Dulse grows up to 30 cm in length. This tough, leathery red algae with purple-red to yellowish coloration is found in the lower intertidal zone on cobbles and other algae. The blades on this perennial seaweed are broad, lack ribs and have a small stalk.
Knotted Wrack is an olive-coloured rockweed with air bladders at regular intervals. It can get up to 60 cm in length. Found on rocks in the intertidal zone, this brown algae is below the upper band of rockweeds. Very slippery.
Sea Lettuce is bright green with ruffed edges and a short stalk attached to rocks or free-floating. Up to 90 cm with an annual blade and a perennial holdfast.
Rockweeds are brown algae with broad, flat blades with a distinct midrib and a tough discoid holdfast. Fucus spiralis is found at extreme high tide zone. Fucus vesiculosus is found in the mid-lower intertidal zone bearing paired, pea-shaped air bladders that are found at intervals along the blade. Fucus serratus is found in the lower intertidal with toothed edges and lacking air bladders. It is not a native, but was introduced from Europe.
Sugar Kelp has a dark brown, long, leathery blade, lacks a midrib, and has a strong round stipe or stalk. It can be found attached to rocks at low tide with a branched holdfast.
This periwinkle is found intertidally on rocks where it feeds on algae. It's able to withstand periods of drying and food shortage. It's edible, after boiling. 3.1 cm.
This small, roundish periwinkle ranges in colour from yellow to orange, brown, green, or black. It's found intertidally among rockweeds. 1.2 cm.
The Rough Periwinkle lives higher on the shore than does the Common Periwinkle. It produces live young instead of aquatic eggs and larvae. 1.2 cm.
Cup-and-Saucer Limpets are circular with a conical, twisted apex. They are found intertidally in Nova Scotia on rocks. 2.5 cm.
Horse Mussels are larger than Blue Mussels. Externally they're shaggy, brownish or bluish black with a whitish shell sometimes tinged mauve. They're found attached to rocks intertidally extending to the subtidal zone. 15 cm.
Blue Mussels are found intertidally on rocks. They fasten themselves with tough threads. The external part of the valves is shiny bluish or bluish black and the inside is violet. They're edible and may take anywhere from 1-5 years to become full-grown. 10 cm.

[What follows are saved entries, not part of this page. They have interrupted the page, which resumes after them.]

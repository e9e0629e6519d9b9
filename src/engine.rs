//! Reputation Engine - Main Orchestrator
//!
//! Wires the store handles, trust score adjuster and point policy into the
//! vote ledger and confirmation workflow, and exposes every public
//! operation. Cheap to clone; clones share the same components.

use std::sync::Arc;
use tracing::debug;

use crate::config::ConsistencyConfig;
use crate::confirmation::ConfirmationWorkflow;
use crate::error::{AdjustResult, EngineResult};
use crate::models::{ProfileId, RumourId, UserId, VoteDirection, VoteTally};
use crate::reputation::{
    GamificationPolicy, Outcome, ScoreAdjuster, ScoreAdjustment, StoreScoreAdjuster,
};
use crate::store::{ProfileStore, RumourStore, TransferStore};
use crate::voting::VoteLedger;

#[derive(Clone)]
pub struct ReputationEngine {
    ledger: Arc<VoteLedger>,
    workflow: Arc<ConfirmationWorkflow>,
    adjuster: Arc<dyn ScoreAdjuster>,
}

impl ReputationEngine {
    /// Build over a single store serving every role
    pub fn new<S>(store: Arc<S>, policy: GamificationPolicy, consistency: &ConsistencyConfig) -> Self
    where
        S: RumourStore + ProfileStore + TransferStore + 'static,
    {
        Self::with_stores(store.clone(), store.clone(), store, policy, consistency)
    }

    /// Build over separate handles, e.g. an elevated `transfers` handle
    pub fn with_stores(
        rumours: Arc<dyn RumourStore>,
        profiles: Arc<dyn ProfileStore>,
        transfers: Arc<dyn TransferStore>,
        policy: GamificationPolicy,
        consistency: &ConsistencyConfig,
    ) -> Self {
        let adjuster: Arc<dyn ScoreAdjuster> = Arc::new(
            StoreScoreAdjuster::new(profiles)
                .with_atomic_increment(consistency.atomic_increment_enabled)
                .with_max_write_attempts(consistency.max_write_attempts),
        );
        Self::with_adjuster(rumours, transfers, adjuster, policy, consistency)
    }

    /// Build with a caller-supplied adjuster
    pub fn with_adjuster(
        rumours: Arc<dyn RumourStore>,
        transfers: Arc<dyn TransferStore>,
        adjuster: Arc<dyn ScoreAdjuster>,
        policy: GamificationPolicy,
        consistency: &ConsistencyConfig,
    ) -> Self {
        let ledger = VoteLedger::new(rumours.clone(), adjuster.clone(), policy.clone())
            .with_max_write_attempts(consistency.max_write_attempts);
        let workflow = ConfirmationWorkflow::new(rumours, transfers, adjuster.clone(), policy);

        debug!(
            atomic_increment = consistency.atomic_increment_enabled,
            max_write_attempts = consistency.max_write_attempts,
            "Reputation engine initialized"
        );

        Self {
            ledger: Arc::new(ledger),
            workflow: Arc::new(workflow),
            adjuster,
        }
    }

    /// Record or switch a vote; returns the rumour's new tally
    pub async fn vote(
        &self,
        rumour_id: RumourId,
        user_id: UserId,
        direction: VoteDirection,
    ) -> EngineResult<Outcome<VoteTally>> {
        self.ledger.vote(rumour_id, user_id, direction).await
    }

    pub async fn upvote(&self, rumour_id: RumourId, user_id: UserId) -> EngineResult<Outcome<VoteTally>> {
        self.vote(rumour_id, user_id, VoteDirection::Up).await
    }

    pub async fn downvote(&self, rumour_id: RumourId, user_id: UserId) -> EngineResult<Outcome<VoteTally>> {
        self.vote(rumour_id, user_id, VoteDirection::Down).await
    }

    pub async fn current_vote(
        &self,
        rumour_id: RumourId,
        user_id: UserId,
    ) -> EngineResult<Option<VoteDirection>> {
        self.ledger.current_vote(rumour_id, user_id).await
    }

    pub async fn reconcile_tally(&self, rumour_id: RumourId) -> EngineResult<VoteTally> {
        self.ledger.reconcile_tally(rumour_id).await
    }

    pub async fn confirm(&self, rumour_id: RumourId) -> EngineResult<Outcome<()>> {
        self.workflow.confirm(rumour_id).await
    }

    pub async fn confirm_latest_pending(&self) -> EngineResult<Outcome<RumourId>> {
        self.workflow.confirm_latest_pending().await
    }

    pub async fn deny(&self, rumour_id: RumourId) -> EngineResult<()> {
        self.workflow.deny(rumour_id).await
    }

    /// Direct trust score adjustment, for callers outside the vote/confirm flows
    pub async fn adjust_trust_score(
        &self,
        profile_id: Option<ProfileId>,
        delta: i64,
    ) -> AdjustResult<ScoreAdjustment> {
        self.adjuster.adjust(profile_id, delta).await
    }
}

Dogwinkles are found intertidally, where they prey on other molluscs such as barnacles and mussels. Their colour depends on what they've consumed. They're white if they live on barnacles and brown or purplish if they eat mussels. 3.8 cm.
Oyster Drills are found in the intertidal zone to subtidally where they attack oysters by drilling a hole in the oyster's shell and then sucking the soft parts out. 2.5 cm.
Common Slipper Shell
The Common Slipper Shell is common in the intertidal zone, attached to rocks. The shells are slipper-shaped with one end covered halfway with a platform. 3.8 cm.
Insects are a common inhabitant of the strandline and the uppermost tidal level. They may make their presence known by inflicting bites or flying around your head or you may never see them at all. They include mosquitoes, blackflies, house flies, horse flies, ants, kelp flies, spiders, and mites.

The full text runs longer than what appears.